Her answering voice was partially synthesized, but you would have to listen very carefully to detect it. She played behind the shield of her isolation bubble. No longer able to breathe without mechanical assistance, she had invested over a million dollars of her lifetime winnings into the damnedest gaming costume imaginable. It was her life support unit, but the gleaming silver and gold capsule had both arms and wheels.
“Asako Tabata,” the speaker said. Behind her shield, she smiled as her lips moved. He had never met her, but had seen her in interviews and gaming vids, and the computer voice matched her own very closely. “Step-niece to the esteemed Prince Dakkar Nemo,” she said. “He himself fashioned my capsule, that I might join him exploring beneath the waves, despite my physical infirmities.”
Captain Nemo. Of course. A man of sufficient genius to develop an electrical submarine by the time of America’s civil war. Who could doubt that, if he had survived, he might not create something along the line of Asako’s life-support bubble? In all likelihood, she had only been given a bare outline. It would be her job to improvise in the days ahead, creating all the backstory she wished.

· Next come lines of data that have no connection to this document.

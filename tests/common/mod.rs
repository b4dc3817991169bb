#![allow(dead_code)]

use async_trait::async_trait;
use serde_json::json;
use std::collections::HashMap;
use std::sync::Mutex;
use std::sync::atomic::{AtomicBool, AtomicUsize, Ordering};
use std::sync::Arc;
use std::time::Duration;
use tokio::time::Instant;
use users_service::prelude::*;

/// Record Store double with a separate primary and replica.
///
/// Writes land on the primary and are copied to the replica immediately
/// unless replication is paused, which models replica lag.
#[derive(Default)]
pub struct InMemoryStore {
    primary: Mutex<HashMap<String, String>>,
    replica: Mutex<HashMap<String, String>>,
    replication_paused: AtomicBool,
    replica_reads: AtomicUsize,
    primary_writes: AtomicUsize,
    replica_down: AtomicBool,
    read_delay: Mutex<Option<Duration>>,
}

impl InMemoryStore {
    pub fn new() -> Arc<Self> {
        Arc::new(Self::default())
    }

    pub fn with_users(users: &[(&str, &str)]) -> Arc<Self> {
        let store = Self::default();
        for (id, name) in users {
            store
                .primary
                .lock()
                .unwrap()
                .insert(id.to_string(), name.to_string());
        }
        store.replicate();
        Arc::new(store)
    }

    pub fn replica_reads(&self) -> usize {
        self.replica_reads.load(Ordering::SeqCst)
    }

    pub fn primary_writes(&self) -> usize {
        self.primary_writes.load(Ordering::SeqCst)
    }

    pub fn pause_replication(&self) {
        self.replication_paused.store(true, Ordering::SeqCst);
    }

    /// Resumes replication and catches the replica up.
    pub fn resume_replication(&self) {
        self.replication_paused.store(false, Ordering::SeqCst);
        self.replicate();
    }

    pub fn set_replica_down(&self, down: bool) {
        self.replica_down.store(down, Ordering::SeqCst);
    }

    /// Makes every replica query sleep first, so concurrent misses overlap.
    pub fn set_read_delay(&self, delay: Duration) {
        *self.read_delay.lock().unwrap() = Some(delay);
    }

    fn replicate(&self) {
        let primary = self.primary.lock().unwrap().clone();
        *self.replica.lock().unwrap() = primary;
    }

    fn after_write(&self) {
        self.primary_writes.fetch_add(1, Ordering::SeqCst);
        if !self.replication_paused.load(Ordering::SeqCst) {
            self.replicate();
        }
    }
}

#[async_trait]
impl UserReader for InMemoryStore {
    async fn find_by_id(&self, id: &str) -> Result<Option<User>, AppError> {
        self.replica_reads.fetch_add(1, Ordering::SeqCst);
        let delay = *self.read_delay.lock().unwrap();
        if let Some(delay) = delay {
            tokio::time::sleep(delay).await;
        }
        if self.replica_down.load(Ordering::SeqCst) {
            return Err(AppError::store_unavailable("replica down", json!({})));
        }
        let replica = self.replica.lock().unwrap();
        Ok(replica.get(id).map(|name| User::new(id, name.clone())))
    }

    async fn ping_replica(&self) -> Result<(), AppError> {
        if self.replica_down.load(Ordering::SeqCst) {
            return Err(AppError::store_unavailable("replica down", json!({})));
        }
        Ok(())
    }
}

#[async_trait]
impl UserWriter for InMemoryStore {
    async fn insert(&self, new_user: NewUser) -> Result<User, AppError> {
        {
            let mut primary = self.primary.lock().unwrap();
            if primary.contains_key(&new_user.id) {
                return Err(AppError::conflict("User already exists", json!({})));
            }
            primary.insert(new_user.id.clone(), new_user.name.clone());
        }
        self.after_write();
        Ok(User::new(new_user.id, new_user.name))
    }

    async fn update(&self, id: &str, patch: UserPatch) -> Result<User, AppError> {
        {
            let mut primary = self.primary.lock().unwrap();
            let Some(name) = primary.get_mut(id) else {
                return Err(AppError::not_found("User not found", json!({ "id": id })));
            };
            *name = patch.name.clone();
        }
        self.after_write();
        Ok(User::new(id, patch.name))
    }

    async fn delete(&self, id: &str) -> Result<(), AppError> {
        if self.primary.lock().unwrap().remove(id).is_none() {
            return Err(AppError::not_found("User not found", json!({ "id": id })));
        }
        self.after_write();
        Ok(())
    }

    async fn ping_primary(&self) -> Result<(), AppError> {
        Ok(())
    }
}

/// TTL-honouring cache double driven by the tokio clock, so tests can
/// `tokio::time::advance` past expiry.
#[derive(Default)]
pub struct MemoryCache {
    entries: Mutex<HashMap<String, (Vec<u8>, Instant)>>,
    sets: AtomicUsize,
}

impl MemoryCache {
    pub fn new() -> Arc<Self> {
        Arc::new(Self::default())
    }

    /// Raw bytes stored under `key`, ignoring expiry.
    pub fn raw(&self, key: &str) -> Option<Vec<u8>> {
        self.entries
            .lock()
            .unwrap()
            .get(key)
            .map(|(bytes, _)| bytes.clone())
    }

    pub fn contains(&self, key: &str) -> bool {
        self.raw(key).is_some()
    }

    pub fn sets(&self) -> usize {
        self.sets.load(Ordering::SeqCst)
    }

    pub fn put_raw(&self, key: &str, bytes: &[u8], ttl: Duration) {
        self.entries
            .lock()
            .unwrap()
            .insert(key.to_string(), (bytes.to_vec(), Instant::now() + ttl));
    }
}

#[async_trait]
impl CacheService for MemoryCache {
    async fn get(&self, key: &str) -> CacheResult<Option<Vec<u8>>> {
        let mut entries = self.entries.lock().unwrap();
        match entries.get(key) {
            Some((bytes, deadline)) if Instant::now() < *deadline => Ok(Some(bytes.clone())),
            Some(_) => {
                entries.remove(key);
                Ok(None)
            }
            None => Ok(None),
        }
    }

    async fn set(&self, key: &str, value: &[u8], ttl: Duration) -> CacheResult<()> {
        self.sets.fetch_add(1, Ordering::SeqCst);
        self.put_raw(key, value, ttl);
        Ok(())
    }

    async fn invalidate(&self, key: &str) -> CacheResult<()> {
        self.entries.lock().unwrap().remove(key);
        Ok(())
    }

    async fn health_check(&self) -> bool {
        true
    }

    fn backend(&self) -> &'static str {
        "memory"
    }
}

/// A cache whose every operation fails, as if Redis were unreachable.
pub struct UnreachableCache;

#[async_trait]
impl CacheService for UnreachableCache {
    async fn get(&self, _key: &str) -> CacheResult<Option<Vec<u8>>> {
        Err(CacheError::ConnectionError("connection refused".to_string()))
    }

    async fn set(&self, _key: &str, _value: &[u8], _ttl: Duration) -> CacheResult<()> {
        Err(CacheError::ConnectionError("connection refused".to_string()))
    }

    async fn invalidate(&self, _key: &str) -> CacheResult<()> {
        Err(CacheError::ConnectionError("connection refused".to_string()))
    }

    async fn health_check(&self) -> bool {
        false
    }

    fn backend(&self) -> &'static str {
        "redis"
    }
}

pub fn create_accessor(
    store: Arc<InMemoryStore>,
    cache: Arc<dyn CacheService>,
    config: AccessorConfig,
) -> UserAccessor {
    UserAccessor::new(store.clone(), store, cache, config)
}

pub fn create_test_state(store: Arc<InMemoryStore>, cache: Arc<dyn CacheService>) -> AppState {
    AppState::new(Arc::new(create_accessor(
        store,
        cache,
        AccessorConfig::default(),
    )))
}
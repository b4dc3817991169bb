//! REST API layer.
//!
//! Translates HTTP requests into accessor calls and formats the responses.
//!
//! # Modules
//!
//! - [`dto`] - Request/response bodies
//! - [`handlers`] - HTTP request handlers
//! - [`middleware`] - Request tracing
//! - [`routes`] - Route configuration

pub mod dto;
pub mod handlers;
pub mod middleware;
pub mod routes;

Asako was in her late fifties now, her face sharp-edged and pale. The wrinkles of time and woe had stolen much of her appealing waifishness, but when she smiled, he felt an almost absurd urge to bow.
And did so. “M’lady Tabata,” he said.
She couldn’t raise a hand-the disease had progressed too far for that. With a barely audible hum, the machine nodded her head for her. As the lecture progressed he scanned her treaded cocoon.
“You may not know me, but I know you,” she said.
“Do you?”
“Yes.” Her lips moved, but her voice sounded a bit augmented. “You are Lieutenant Wayne Gibson.” A pause for breath. “They say that in India, you saved an entire regiment during the late unpleasantness.”
She was feeding him. Late unpleasantness. He wondered what that referred to? So… he was British, and a war hero? “People exaggerate,” he murmured.
The elevator doors opened, and his claustrophobia vanished in a single sigh.
The room yawned, surely the most cavernous on the Moon. Its domed ceiling stretched high above them.
The walls were draped with gigantic red-white-and-blue Union Jack starbursts. A standing-room only crowd burst into applause as they entered. If he’d been nonplussed by the NPC-lined halls up top, what happened next was an absolute assault.
A banner stretching from one side of the room to another read: The Adventurer’s Club Welcomes Our Daring Crew!